### Task instructions
Write the data out again exactly and in full.

### Record extracts
use std::sync::Arc;
use std::time::Duration;

use axum::{
    routing::{delete, get, patch, post, put},
    Router,
};
use sqlx::PgPool;
use tower_http::{
    compression::CompressionLayer,
    cors::{Any, CorsLayer},
    timeout::TimeoutLayer,
    trace::TraceLayer,
};

use domain::services::events::EventBus;

use crate::config::Config;
use crate::routes::{devices, health, portal, sessions, settings, time_rules, users};
use crate::services::enforcement::EnforcementService;
use crate::services::plex::PlexClient;
use crate::services::settings::SettingsStore;

#[derive(Clone)]
pub struct AppState {
    pub pool: PgPool,
    pub config: Arc<Config>,
    pub settings: Arc<SettingsStore>,
    pub plex: Arc<PlexClient>,
    pub enforcement: Arc<EnforcementService>,
    pub events: Arc<EventBus>,
}

pub fn create_app(state: AppState) -> Router {
    let request_timeout = state.config.server.request_timeout_secs;

    // The admin UI and portal front-ends are separate origins.
    let cors = CorsLayer::new()
        .allow_origin(Any)
        .allow_methods(Any)
        .allow_headers(Any);

    // Admin surface; authentication sits in front of the daemon.
    let admin_routes = Router::new()
        .route("/api/sessions", get(sessions::list_sessions))
        .route(
            "/api/sessions/:id/terminate",
            post(sessions::terminate_session),
        )
        .route("/api/devices", get(devices::list_devices))
        .route("/api/devices/:id", patch(devices::update_device))
        .route("/api/devices/:id", delete(devices::delete_device))
        .route("/api/users", get(users::list_users))
        .route("/api/users/:id/preference", post(users::set_preference))
        .route("/api/users/:id/ip-policy", post(users::set_ip_policy))
        .route(
            "/api/users/:id/concurrent-stream-limit",
            post(users::set_concurrent_limit),
        )
        .route("/api/users/:id/hide", post(users::hide_user))
        .route("/api/users/:id/show", post(users::show_user))
        .route("/api/users/:id/rules", get(time_rules::list_rules))
        .route("/api/users/:id/rules", post(time_rules::create_rule))
        .route(
            "/api/users/:id/rules/:rule_id",
            put(time_rules::update_rule),
        )
        .route(
            "/api/users/:id/rules/:rule_id",
            delete(time_rules::delete_rule),
        )
        .route("/api/settings", get(settings::list_settings))
        .route("/api/settings", patch(settings::update_settings));

    // Self-service portal, scoped to the caller's Plex user id.
    let portal_routes = Router::new()
        .route("/user-portal/devices", get(portal::my_devices))
        .route("/user-portal/rules", get(portal::my_rules))
        .route("/user-portal/settings", get(portal::my_settings))
        .route(
            "/user-portal/devices/:id/request",
            post(portal::submit_note),
        );

    let health_routes = Router::new()
        .route("/api/health", get(health::health_check))
        .route("/api/health/ready", get(health::ready))
        .route("/api/health/live", get(health::live));

    Router::new()
        .merge(health_routes)
        .merge(admin_routes)
        .merge(portal_routes)
        // Global middleware (order matters: bottom layers run first)
        .layer(CompressionLayer::new())
        .layer(TimeoutLayer::new(Duration::from_secs(request_timeout)))
        .layer(TraceLayer::new_for_http())
        .layer(cors)
        .with_state(state)
}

### Solution to this exercise
use std::sync::Arc;
use std::time::Duration;

use axum::{
    routing::{delete, get, patch, post, put},
    Router,
};
use sqlx::PgPool;
use tower_http::{
    compression::CompressionLayer,
    cors::{Any, CorsLayer},
    timeout::TimeoutLayer,
    trace::TraceLayer,
};

use domain::services::events::EventBus;

use crate::config::Config;
use crate::routes::{devices, health, portal, sessions, settings, time_rules, users};
use crate::services::enforcement::EnforcementService;
use crate::services::plex::PlexClient;
use crate::services::settings::SettingsStore;

#[derive(Clone)]
pub struct AppState {
    pub pool: PgPool,
    pub config: Arc<Config>,
    pub settings: Arc<SettingsStore>,
    pub plex: Arc<PlexClient>,
    pub enforcement: Arc<EnforcementService>,
    pub events: Arc<EventBus>,
}

pub fn create_app(state: AppState) -> Router {
    let request_timeout = state.config.server.request_timeout_secs;

    // The admin UI and portal front-ends are separate origins.
    let cors = CorsLayer::new()
        .allow_origin(Any)
        .allow_methods(Any)
        .allow_headers(Any);

    // Admin surface; authentication sits in front of the daemon.
    let admin_routes = Router::new()
        .route("/api/sessions", get(sessions::list_sessions))
        .route(
            "/api/sessions/:id/terminate",
            post(sessions::terminate_session),
        )
        .route("/api/devices", get(devices::list_devices))
        .route("/api/devices/:id", patch(devices::update_device))
        .route("/api/devices/:id", delete(devices::delete_device))
        .route("/api/users", get(users::list_users))
        .route("/api/users/:id/preference", post(users::set_preference))
        .route("/api/users/:id/ip-policy", post(users::set_ip_policy))
        .route(
            "/api/users/:id/concurrent-stream-limit",
            post(users::set_concurrent_limit),
        )
        .route("/api/users/:id/hide", post(users::hide_user))
        .route("/api/users/:id/show", post(users::show_user))
        .route("/api/users/:id/rules", get(time_rules::list_rules))
        .route("/api/users/:id/rules", post(time_rules::create_rule))
        .route(
            "/api/users/:id/rules/:rule_id",
            put(time_rules::update_rule),
        )
        .route(
            "/api/users/:id/rules/:rule_id",
            delete(time_rules::delete_rule),
        )
        .route("/api/settings", get(settings::list_settings))
        .route("/api/settings", patch(settings::update_settings));

    // Self-service portal, scoped to the caller's Plex user id.
    let portal_routes = Router::new()
        .route("/user-portal/devices", get(portal::my_devices))
        .route("/user-portal/rules", get(portal::my_rules))
        .route("/user-portal/settings", get(portal::my_settings))
        .route(
            "/user-portal/devices/:id/request",
            post(portal::submit_note),
        );

    let health_routes = Router::new()
        .route("/api/health", get(health::health_check))
        .route("/api/health/ready", get(health::ready))
        .route("/api/health/live", get(health::live));

    Router::new()
        .merge(health_routes)
        .merge(admin_routes)
        .merge(portal_routes)
        // Global middleware (order matters: bottom layers run first)
        .layer(CompressionLayer::new())
        .layer(TimeoutLayer::new(Duration::from_secs(request_timeout)))
        .layer(TraceLayer::new_for_http())
        .layer(cors)
        .with_state(state)
}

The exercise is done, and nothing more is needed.